People spoke of their risks becoming less about “this is what I like and this is what is a limit” and more about skills. Do tops have the proper training? Have bottoms taken classes or done enough research to identify warning signs? Have tops and bottoms talked together about elements of risk mitigation? More access to classes, experts, and resources is a big part of this. So is figuring out we can’t really take anything for granted—be that knowledge, willingness, or capability. Itai said, “I left behind Guess Culture for Ask Culture,” which I thought was a particularly wonderful phrase.

Our risk profiles change in response to changing bodies, desires, abilities, and needs.

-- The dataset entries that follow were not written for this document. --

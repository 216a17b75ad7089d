pub mod invoice_repository;

use sqlx::sqlite::{SqliteConnectOptions, SqlitePool, SqlitePoolOptions};
use std::str::FromStr;
use std::time::Duration;

use crate::infrastructure::config::DatabaseConfig;

pub use invoice_repository::SqliteInvoiceRepository;

/// Opens the pool, creating the database file when it does not exist yet.
///
/// In-memory databases live per connection, so callers using `sqlite::memory:`
/// should configure a single connection.
pub async fn connect(config: &DatabaseConfig) -> Result<SqlitePool, sqlx::Error> {
  let options = SqliteConnectOptions::from_str(&config.url)?.create_if_missing(true);

  SqlitePoolOptions::new()
    .max_connections(config.max_connections)
    .acquire_timeout(Duration::from_secs(config.acquire_timeout_seconds))
    .connect_with(options)
    .await
}

pub async fn run_migrations(pool: &SqlitePool) -> Result<(), sqlx::migrate::MigrateError> {
  sqlx::migrate!("./migrations").run(pool).await
}
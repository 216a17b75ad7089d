use actix_web::{App, HttpServer, middleware::Logger, web};
use std::sync::Arc;
use std::time::Duration;
use tracing_subscriber::{layer::SubscriberExt, util::SubscriberInitExt};

use fiscal_emitter::{
  adapters::http::{
    InvoiceRouteDependencies, RequestIdMiddleware, configure_invoice_routes, health_handler,
  },
  application::invoice::{
    CreateInvoiceUseCase, EmitInvoiceUseCase, GetInvoiceDetailsUseCase, ListInvoicesUseCase,
  },
  domain::invoice::InvoiceService,
  infrastructure::{
    config::Config,
    emission::HttpEmissionClient,
    persistence::sqlite::{self, SqliteInvoiceRepository},
  },
};

#[actix_web::main]
async fn main() -> std::io::Result<()> {
  // Initialize environment variables from .env file
  dotenvy::dotenv().ok();

  // Initialize tracing subscriber for logging
  tracing_subscriber::registry()
    .with(
      tracing_subscriber::EnvFilter::try_from_default_env()
        .unwrap_or_else(|_| "fiscal_emitter=debug,actix_web=info".into()),
    )
    .with(tracing_subscriber::fmt::layer())
    .init();

  tracing::info!("Starting fiscal emitter");

  // Load configuration
  let config = Config::load().expect("Failed to load configuration");
  tracing::info!("Configuration loaded successfully");

  if let Err(e) = config.emission.validate() {
    tracing::warn!("Emission provider is not configured, emissions will fail: {}", e);
  }

  // Set up database connection pool with timeout
  tracing::info!("Connecting to database: {}", config.database.url);

  let db_pool = tokio::time::timeout(
    Duration::from_secs(config.database.connect_timeout_seconds),
    sqlite::connect(&config.database),
  )
  .await
  .map_err(|_| {
    tracing::error!(
      "Database connection timed out after {} seconds",
      config.database.connect_timeout_seconds
    );
    std::io::Error::new(
      std::io::ErrorKind::TimedOut,
      format!(
        "Database connection timed out after {} seconds",
        config.database.connect_timeout_seconds
      ),
    )
  })?
  .map_err(|e| {
    tracing::error!("Failed to open database: {}", e);
    std::io::Error::other(format!("Database error: {}", e))
  })?;

  tracing::info!("Database connection pool created");

  // Run database migrations
  tracing::info!("Running database migrations");
  sqlite::run_migrations(&db_pool)
    .await
    .expect("Failed to run database migrations");
  tracing::info!("Database migrations completed");

  // Wire adapters into the domain service
  let invoice_repo = Arc::new(SqliteInvoiceRepository::new(db_pool));
  let emission_client = Arc::new(HttpEmissionClient::new(config.emission.clone()));
  let invoice_service = Arc::new(InvoiceService::new(invoice_repo, emission_client));

  let deps = InvoiceRouteDependencies {
    create_invoice_use_case: Arc::new(CreateInvoiceUseCase::new(invoice_service.clone())),
    list_invoices_use_case: Arc::new(ListInvoicesUseCase::new(invoice_service.clone())),
    get_invoice_details_use_case: Arc::new(GetInvoiceDetailsUseCase::new(
      invoice_service.clone(),
    )),
    emit_invoice_use_case: Arc::new(EmitInvoiceUseCase::new(invoice_service)),
  };

  let server_host = config.server.host.clone();
  let server_port = config.server.port;

  tracing::info!("Starting HTTP server on {}:{}", server_host, server_port);

  HttpServer::new(move || {
    App::new()
      // Add request ID middleware
      .wrap(RequestIdMiddleware::new())
      // Add logging middleware
      .wrap(Logger::default())
      .route("/health", web::get().to(health_handler))
      .service(web::scope("/api").configure(|cfg| configure_invoice_routes(cfg, deps.clone())))
  })
  .bind((server_host.as_str(), server_port))?
  .run()
  .await
}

What our bodies can and can’t handle is in flux all the time for so many reasons: age, ability, hormones, what prescriptions we are on, the amount of sleep we are able to get. What is safe for our bodies one year may not be the next. Play that didn’t used to cause scarring may one day start to. New disability happens. Injuries. Changing needs for changing careers and family structures. Wear and tear on our bodies simply from kink itself. It’s worth noting that changing bodies, as @Friskybunny pointed out to me, can subtract risks and make us able to do more, as well as less—bodies that have a risk of becoming pregnant that causes more caution at one point in life, for example, one day will not.

Minds change too, both in their health and in what interests us. I’ll speak to my own experience here: there was a time when appearance or intelligence-based degradation were things I was wholly unwilling to touch. Now they’re among my favorites. I can’t say what changed—was it comfort with my partner? A new fetish I picked up reading someone’s writing? More confidence in myself? I’m not sure, exactly. Maybe it was just time: learning our reactions and experimenting makes a difference, and it makes our awareness of our needs and abilities more nuanced. As the very smart and experienced-with-this-sort-of-thing @_Pavlov_ says:

I’m WAY more emotionally healthy than I was years ago, and can do MUCH cooler and higher-skill-needed emotional kinds of play now. That being said, I’m much less willing to risk fucking around with play that can easily result in unintended feelings of attachment.

Our risk profiles change in response to experiencing and knowing more in kink.

Sometimes learning and experiencing more means that we have to rule out play we once loved in order to keep our ability to do the things we most prioritize safe. This can come with learning about a risk we didn’t previously know could happen (may I direct you to the Risk Evaluation Database?), gaining understanding of the skills required to execute a certain sort of play properly and realizing the people we know who actually have those skills are more limited than we thought, and the things we observe in our communities. To that end, @off2infinity added an interesting point about how his time in the scene has changed *who* fits into his risk profile:

I feel safer with newbies and people who don’t have a leadership position within the community, whereas before, I leaned towards more experienced tops. It’s difficult to speak out against someone who is perceived as an authority figure or leader.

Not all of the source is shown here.